▶ [Required action]:
Pull out every line below that contains the word "types".

(Excerpts from a dataset)
============================================================
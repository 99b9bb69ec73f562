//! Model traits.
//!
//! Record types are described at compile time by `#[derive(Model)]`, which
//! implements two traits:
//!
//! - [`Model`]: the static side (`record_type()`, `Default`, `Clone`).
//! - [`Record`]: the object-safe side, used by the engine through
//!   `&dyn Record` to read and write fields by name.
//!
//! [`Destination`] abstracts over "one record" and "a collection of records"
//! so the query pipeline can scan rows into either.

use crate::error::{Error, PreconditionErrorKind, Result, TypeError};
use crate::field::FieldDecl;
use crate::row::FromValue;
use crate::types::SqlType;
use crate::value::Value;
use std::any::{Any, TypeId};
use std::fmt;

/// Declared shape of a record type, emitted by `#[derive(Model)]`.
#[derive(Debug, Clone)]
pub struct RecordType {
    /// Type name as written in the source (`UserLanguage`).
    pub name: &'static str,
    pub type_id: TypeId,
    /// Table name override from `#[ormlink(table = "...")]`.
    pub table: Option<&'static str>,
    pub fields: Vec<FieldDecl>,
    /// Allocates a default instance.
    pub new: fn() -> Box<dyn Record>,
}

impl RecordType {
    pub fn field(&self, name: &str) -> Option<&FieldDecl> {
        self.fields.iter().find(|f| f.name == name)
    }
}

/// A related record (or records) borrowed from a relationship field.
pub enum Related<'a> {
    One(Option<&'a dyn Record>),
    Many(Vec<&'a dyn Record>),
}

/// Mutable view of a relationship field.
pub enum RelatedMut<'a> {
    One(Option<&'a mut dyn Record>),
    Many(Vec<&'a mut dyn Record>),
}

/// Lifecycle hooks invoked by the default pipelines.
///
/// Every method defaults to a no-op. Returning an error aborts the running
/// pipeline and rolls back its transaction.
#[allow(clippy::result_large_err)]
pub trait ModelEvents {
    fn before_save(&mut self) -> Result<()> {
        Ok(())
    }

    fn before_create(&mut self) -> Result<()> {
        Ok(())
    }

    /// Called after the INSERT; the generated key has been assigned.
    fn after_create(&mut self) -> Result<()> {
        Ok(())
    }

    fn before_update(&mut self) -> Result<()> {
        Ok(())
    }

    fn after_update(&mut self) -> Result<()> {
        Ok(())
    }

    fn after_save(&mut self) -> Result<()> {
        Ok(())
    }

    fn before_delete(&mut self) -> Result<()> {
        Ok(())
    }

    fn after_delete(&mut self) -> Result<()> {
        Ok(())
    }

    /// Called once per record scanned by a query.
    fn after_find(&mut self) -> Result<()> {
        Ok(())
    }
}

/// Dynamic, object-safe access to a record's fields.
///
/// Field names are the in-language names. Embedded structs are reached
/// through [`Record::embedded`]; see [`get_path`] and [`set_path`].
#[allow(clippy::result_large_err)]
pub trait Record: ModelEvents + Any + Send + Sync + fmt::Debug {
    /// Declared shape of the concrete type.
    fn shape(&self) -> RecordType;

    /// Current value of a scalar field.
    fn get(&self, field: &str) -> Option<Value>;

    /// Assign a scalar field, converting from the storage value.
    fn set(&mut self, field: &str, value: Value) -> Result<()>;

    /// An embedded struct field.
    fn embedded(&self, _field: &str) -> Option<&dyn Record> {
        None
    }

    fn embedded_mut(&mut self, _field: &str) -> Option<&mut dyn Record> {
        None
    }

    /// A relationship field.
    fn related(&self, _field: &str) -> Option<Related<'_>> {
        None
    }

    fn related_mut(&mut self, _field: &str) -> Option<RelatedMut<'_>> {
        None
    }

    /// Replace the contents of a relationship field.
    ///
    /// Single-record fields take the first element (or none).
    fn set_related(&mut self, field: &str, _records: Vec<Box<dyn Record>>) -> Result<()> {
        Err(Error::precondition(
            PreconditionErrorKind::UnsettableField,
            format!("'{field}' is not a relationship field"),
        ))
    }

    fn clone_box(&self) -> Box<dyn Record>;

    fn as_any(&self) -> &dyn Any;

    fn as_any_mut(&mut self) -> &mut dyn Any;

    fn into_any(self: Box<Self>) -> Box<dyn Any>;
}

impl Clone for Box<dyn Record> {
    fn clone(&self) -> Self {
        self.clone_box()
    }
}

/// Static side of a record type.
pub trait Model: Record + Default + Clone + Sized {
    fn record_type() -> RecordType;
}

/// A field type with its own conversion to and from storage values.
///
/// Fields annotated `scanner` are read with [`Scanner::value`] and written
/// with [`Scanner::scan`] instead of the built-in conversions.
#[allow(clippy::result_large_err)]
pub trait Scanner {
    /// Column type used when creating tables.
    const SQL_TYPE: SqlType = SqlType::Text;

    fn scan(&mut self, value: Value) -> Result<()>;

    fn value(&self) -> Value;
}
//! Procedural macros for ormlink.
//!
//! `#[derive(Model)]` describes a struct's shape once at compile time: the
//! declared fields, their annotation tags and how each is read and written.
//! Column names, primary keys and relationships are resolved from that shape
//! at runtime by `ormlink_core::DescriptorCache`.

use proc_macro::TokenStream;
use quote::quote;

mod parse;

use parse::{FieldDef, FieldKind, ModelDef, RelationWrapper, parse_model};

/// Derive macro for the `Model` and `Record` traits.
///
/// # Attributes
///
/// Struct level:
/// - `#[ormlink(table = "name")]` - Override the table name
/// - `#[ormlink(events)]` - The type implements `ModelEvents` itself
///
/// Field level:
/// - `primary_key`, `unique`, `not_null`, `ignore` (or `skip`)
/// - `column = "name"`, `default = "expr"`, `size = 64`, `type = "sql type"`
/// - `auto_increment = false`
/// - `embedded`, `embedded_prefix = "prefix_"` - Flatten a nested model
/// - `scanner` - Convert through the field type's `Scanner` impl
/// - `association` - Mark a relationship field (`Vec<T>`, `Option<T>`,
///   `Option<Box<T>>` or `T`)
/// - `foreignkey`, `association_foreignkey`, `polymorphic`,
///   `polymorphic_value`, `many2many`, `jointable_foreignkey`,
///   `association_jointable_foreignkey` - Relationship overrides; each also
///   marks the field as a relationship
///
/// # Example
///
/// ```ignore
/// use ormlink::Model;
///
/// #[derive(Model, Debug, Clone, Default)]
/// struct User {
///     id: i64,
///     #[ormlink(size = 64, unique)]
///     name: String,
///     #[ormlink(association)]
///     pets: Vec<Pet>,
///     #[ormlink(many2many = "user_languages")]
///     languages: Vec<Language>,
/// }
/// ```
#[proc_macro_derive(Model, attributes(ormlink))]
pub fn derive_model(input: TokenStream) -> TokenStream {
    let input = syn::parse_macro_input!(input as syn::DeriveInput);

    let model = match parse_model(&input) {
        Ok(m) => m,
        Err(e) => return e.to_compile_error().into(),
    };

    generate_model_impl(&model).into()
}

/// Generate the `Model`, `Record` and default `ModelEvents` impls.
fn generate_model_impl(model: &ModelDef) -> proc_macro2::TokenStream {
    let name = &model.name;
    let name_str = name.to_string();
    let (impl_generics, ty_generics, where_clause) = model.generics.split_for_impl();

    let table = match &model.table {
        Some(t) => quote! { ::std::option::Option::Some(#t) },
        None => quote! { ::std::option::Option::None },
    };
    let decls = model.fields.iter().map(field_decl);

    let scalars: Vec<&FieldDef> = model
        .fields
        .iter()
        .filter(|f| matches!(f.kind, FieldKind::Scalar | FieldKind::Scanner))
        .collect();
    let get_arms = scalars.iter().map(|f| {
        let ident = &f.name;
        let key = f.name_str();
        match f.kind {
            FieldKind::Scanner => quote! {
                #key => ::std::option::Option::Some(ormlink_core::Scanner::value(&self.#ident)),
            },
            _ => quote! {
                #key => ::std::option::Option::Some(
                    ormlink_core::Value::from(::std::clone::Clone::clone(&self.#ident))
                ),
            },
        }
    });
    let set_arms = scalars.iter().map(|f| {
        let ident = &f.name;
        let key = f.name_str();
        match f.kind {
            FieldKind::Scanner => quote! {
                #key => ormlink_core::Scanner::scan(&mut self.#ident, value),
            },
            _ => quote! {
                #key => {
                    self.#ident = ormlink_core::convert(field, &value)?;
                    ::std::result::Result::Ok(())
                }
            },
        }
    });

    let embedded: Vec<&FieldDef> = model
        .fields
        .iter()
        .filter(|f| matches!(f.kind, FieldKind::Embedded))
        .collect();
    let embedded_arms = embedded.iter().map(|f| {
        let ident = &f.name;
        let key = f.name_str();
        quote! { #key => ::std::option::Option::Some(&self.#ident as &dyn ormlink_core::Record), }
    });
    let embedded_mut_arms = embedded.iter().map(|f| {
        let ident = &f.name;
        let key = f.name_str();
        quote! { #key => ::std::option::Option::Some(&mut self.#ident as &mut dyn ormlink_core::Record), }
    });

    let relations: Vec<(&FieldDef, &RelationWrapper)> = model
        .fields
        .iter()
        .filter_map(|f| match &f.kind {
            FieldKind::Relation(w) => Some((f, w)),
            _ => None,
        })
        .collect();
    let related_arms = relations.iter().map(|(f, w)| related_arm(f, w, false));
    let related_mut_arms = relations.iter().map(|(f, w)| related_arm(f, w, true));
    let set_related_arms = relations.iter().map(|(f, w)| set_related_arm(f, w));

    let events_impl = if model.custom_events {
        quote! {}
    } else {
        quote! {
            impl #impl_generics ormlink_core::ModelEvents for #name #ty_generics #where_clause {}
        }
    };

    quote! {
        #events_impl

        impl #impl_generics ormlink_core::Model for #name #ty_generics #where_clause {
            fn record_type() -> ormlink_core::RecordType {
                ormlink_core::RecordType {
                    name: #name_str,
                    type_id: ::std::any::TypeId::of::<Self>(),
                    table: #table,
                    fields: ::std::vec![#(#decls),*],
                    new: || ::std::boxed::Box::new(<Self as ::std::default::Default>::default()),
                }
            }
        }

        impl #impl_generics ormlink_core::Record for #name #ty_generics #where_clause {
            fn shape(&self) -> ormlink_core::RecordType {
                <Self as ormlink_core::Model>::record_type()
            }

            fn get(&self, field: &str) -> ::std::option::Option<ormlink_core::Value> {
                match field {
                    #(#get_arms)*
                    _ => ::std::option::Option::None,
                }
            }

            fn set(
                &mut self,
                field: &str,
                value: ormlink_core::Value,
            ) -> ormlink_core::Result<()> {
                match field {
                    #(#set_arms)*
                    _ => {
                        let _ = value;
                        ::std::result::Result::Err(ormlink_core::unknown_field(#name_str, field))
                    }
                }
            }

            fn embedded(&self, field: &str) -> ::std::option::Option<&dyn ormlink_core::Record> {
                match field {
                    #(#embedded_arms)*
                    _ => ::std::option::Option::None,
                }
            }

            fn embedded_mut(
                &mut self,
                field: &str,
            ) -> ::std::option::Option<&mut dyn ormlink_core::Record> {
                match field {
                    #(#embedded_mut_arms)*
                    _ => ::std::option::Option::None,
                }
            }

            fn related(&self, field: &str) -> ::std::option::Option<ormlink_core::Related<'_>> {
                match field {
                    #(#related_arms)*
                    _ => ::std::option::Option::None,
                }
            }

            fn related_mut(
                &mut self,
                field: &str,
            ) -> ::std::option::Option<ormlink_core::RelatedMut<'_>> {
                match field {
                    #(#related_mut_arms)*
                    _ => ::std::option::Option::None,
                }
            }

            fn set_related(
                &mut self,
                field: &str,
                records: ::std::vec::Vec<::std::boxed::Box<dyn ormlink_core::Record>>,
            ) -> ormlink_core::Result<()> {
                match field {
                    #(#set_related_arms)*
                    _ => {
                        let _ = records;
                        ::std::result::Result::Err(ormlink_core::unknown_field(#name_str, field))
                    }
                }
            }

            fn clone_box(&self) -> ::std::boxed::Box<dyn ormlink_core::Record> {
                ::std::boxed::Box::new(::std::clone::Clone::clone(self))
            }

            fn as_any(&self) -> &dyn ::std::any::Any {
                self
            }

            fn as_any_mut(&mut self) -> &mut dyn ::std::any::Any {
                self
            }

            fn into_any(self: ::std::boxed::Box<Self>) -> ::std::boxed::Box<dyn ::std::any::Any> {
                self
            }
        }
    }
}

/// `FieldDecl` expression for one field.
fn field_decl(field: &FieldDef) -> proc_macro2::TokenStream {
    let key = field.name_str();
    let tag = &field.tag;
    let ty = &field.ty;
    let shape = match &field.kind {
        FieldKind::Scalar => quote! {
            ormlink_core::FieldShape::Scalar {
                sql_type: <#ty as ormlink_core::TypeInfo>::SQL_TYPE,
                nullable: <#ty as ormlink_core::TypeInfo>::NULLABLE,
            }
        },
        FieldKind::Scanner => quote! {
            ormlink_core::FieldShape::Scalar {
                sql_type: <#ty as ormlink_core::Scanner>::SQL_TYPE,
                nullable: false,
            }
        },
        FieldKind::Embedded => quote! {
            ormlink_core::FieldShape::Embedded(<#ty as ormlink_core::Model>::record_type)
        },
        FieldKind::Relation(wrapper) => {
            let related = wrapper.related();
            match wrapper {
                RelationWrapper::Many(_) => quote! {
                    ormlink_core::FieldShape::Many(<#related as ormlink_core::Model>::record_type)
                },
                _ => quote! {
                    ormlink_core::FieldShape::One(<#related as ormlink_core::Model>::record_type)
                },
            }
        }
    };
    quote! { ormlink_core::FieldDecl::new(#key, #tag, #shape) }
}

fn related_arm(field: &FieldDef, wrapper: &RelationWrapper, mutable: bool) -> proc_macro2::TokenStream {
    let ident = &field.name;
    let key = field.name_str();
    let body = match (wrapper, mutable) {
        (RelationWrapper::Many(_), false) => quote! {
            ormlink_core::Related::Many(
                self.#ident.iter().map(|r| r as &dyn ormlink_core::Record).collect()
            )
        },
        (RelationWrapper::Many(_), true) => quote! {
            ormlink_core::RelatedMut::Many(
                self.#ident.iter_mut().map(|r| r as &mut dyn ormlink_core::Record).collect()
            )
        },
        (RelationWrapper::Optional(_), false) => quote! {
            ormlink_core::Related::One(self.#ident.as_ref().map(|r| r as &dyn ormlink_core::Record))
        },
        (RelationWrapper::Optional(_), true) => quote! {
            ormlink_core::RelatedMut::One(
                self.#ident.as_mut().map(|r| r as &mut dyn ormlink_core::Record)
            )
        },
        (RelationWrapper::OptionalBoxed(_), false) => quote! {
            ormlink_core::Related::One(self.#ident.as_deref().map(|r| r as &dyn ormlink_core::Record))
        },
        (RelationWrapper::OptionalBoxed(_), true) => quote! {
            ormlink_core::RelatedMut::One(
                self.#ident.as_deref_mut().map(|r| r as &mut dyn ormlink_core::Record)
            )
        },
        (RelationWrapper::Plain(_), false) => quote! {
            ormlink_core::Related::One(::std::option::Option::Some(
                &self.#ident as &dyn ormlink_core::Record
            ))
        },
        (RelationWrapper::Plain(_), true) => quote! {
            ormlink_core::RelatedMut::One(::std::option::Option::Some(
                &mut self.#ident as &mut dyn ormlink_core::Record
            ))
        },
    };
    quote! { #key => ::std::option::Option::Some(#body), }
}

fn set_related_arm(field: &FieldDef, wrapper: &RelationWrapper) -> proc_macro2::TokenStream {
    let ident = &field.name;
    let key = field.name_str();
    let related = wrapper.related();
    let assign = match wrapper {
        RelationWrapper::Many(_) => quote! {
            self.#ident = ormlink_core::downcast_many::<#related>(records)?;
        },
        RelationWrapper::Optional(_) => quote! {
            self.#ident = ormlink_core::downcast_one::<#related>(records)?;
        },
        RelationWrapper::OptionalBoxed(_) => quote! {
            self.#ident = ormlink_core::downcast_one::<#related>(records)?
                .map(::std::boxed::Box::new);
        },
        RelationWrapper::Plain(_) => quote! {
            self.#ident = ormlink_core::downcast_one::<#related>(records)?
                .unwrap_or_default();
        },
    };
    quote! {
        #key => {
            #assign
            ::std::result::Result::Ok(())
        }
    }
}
============================================================
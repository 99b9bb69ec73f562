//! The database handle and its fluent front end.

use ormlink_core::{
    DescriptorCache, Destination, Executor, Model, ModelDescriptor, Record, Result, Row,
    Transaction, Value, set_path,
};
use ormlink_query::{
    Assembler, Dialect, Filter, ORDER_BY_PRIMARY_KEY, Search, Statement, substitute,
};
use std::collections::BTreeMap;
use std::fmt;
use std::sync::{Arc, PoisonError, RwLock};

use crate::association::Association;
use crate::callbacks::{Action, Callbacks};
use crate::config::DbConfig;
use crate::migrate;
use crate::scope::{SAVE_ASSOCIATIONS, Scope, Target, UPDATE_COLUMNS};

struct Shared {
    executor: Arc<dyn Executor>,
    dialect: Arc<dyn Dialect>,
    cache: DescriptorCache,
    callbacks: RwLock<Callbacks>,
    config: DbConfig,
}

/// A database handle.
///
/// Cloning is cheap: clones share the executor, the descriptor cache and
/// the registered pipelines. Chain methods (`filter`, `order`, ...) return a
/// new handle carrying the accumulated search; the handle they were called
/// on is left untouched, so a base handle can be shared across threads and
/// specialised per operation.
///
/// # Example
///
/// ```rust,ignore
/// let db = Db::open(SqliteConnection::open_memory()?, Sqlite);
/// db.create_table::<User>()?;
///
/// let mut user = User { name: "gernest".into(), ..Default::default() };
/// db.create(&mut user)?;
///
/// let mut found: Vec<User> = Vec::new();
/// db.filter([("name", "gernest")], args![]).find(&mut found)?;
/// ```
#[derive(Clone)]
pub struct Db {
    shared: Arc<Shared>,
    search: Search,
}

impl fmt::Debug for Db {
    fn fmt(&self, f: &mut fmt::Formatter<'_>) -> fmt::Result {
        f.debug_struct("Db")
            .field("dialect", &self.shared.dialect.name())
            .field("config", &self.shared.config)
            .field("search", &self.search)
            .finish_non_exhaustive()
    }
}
============================================================
▶ [Response]:
//! Record types are described at compile time by `#[derive(Model)]`, which
use crate::types::SqlType;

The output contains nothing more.